[Work to complete] When the string "record" occurs in a line of the listing below, return that line.

[Data for the task]

■ ■ ■ ■

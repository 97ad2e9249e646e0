//! # trialscan-screening
//!
//! Finds publications that may report results of a registered clinical
//! trial. PubMed abstracts and CORD-19 full texts are scanned with the
//! registry catalogue, kept when they carry any registration signal and
//! merged per publication.

pub mod combine;
pub mod cord;
pub mod error;
pub mod pubmed;
pub mod record;

pub use combine::*;
pub use cord::*;
pub use error::*;
pub use pubmed::*;
pub use record::{read_search_records, write_search_records, SearchRecord, Source};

■ ■ ■ ■

[Output for this task]
pub mod record;
pub use record::{read_search_records, write_search_records, SearchRecord, Source};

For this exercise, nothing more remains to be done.